Count every line of the material that holds the string "CallerIdentity". Respond with the total only.

....

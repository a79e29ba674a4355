// Copyright (C) 2026 Fred Clausen
// Use of this source code is governed by an MIT-style
// license that can be found in the LICENSE file or at
// https://opensource.org/licenses/MIT.

//! Caller identity extraction.
//!
//! Authentication happens upstream. The proxy in front of this server
//! forwards the authenticated user id in the `x-user-id` header; a request
//! without it is handled as anonymous and rejected by the API layer.

use axum::{
    extract::FromRequestParts,
    http::{StatusCode, request::Parts},
    response::{IntoResponse, Response},
};
use tracing::{debug, warn};
use tradeflow_api::CallerIdentity;

use crate::AppState;

/// Header carrying the authenticated user id.
pub const USER_ID_HEADER: &str = "x-user-id";

/// The caller of a request, if one was identified.
pub struct Caller(pub Option<CallerIdentity>);

impl Caller {
    pub const fn identity(&self) -> Option<&CallerIdentity> {
        self.0.as_ref()
    }
}

impl FromRequestParts<AppState> for Caller {
    type Rejection = IdentityError;

    async fn from_request_parts(
        parts: &mut Parts,
        _state: &AppState,
    ) -> Result<Self, Self::Rejection> {
        let Some(value) = parts.headers.get(USER_ID_HEADER) else {
            debug!("Request carries no caller identity");
            return Ok(Self(None));
        };

        let user_id: &str = value.to_str().map_err(|_| {
            warn!("Invalid {USER_ID_HEADER} header encoding");
            IdentityError::InvalidHeader
        })?;
        let user_id: &str = user_id.trim();
        if user_id.is_empty() {
            warn!("Empty {USER_ID_HEADER} header");
            return Err(IdentityError::InvalidHeader);
        }

        Ok(Self(Some(CallerIdentity::new(user_id))))
    }
}

#[derive(Debug)]
pub enum IdentityError {
    /// The identity header is present but unusable.
    InvalidHeader,
}

impl IntoResponse for IdentityError {
    fn into_response(self) -> Response {
        match self {
            Self::InvalidHeader => (
                StatusCode::UNAUTHORIZED,
                format!("Invalid {USER_ID_HEADER} header"),
            )
                .into_response(),
        }
    }
}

....

### SOLUTION
4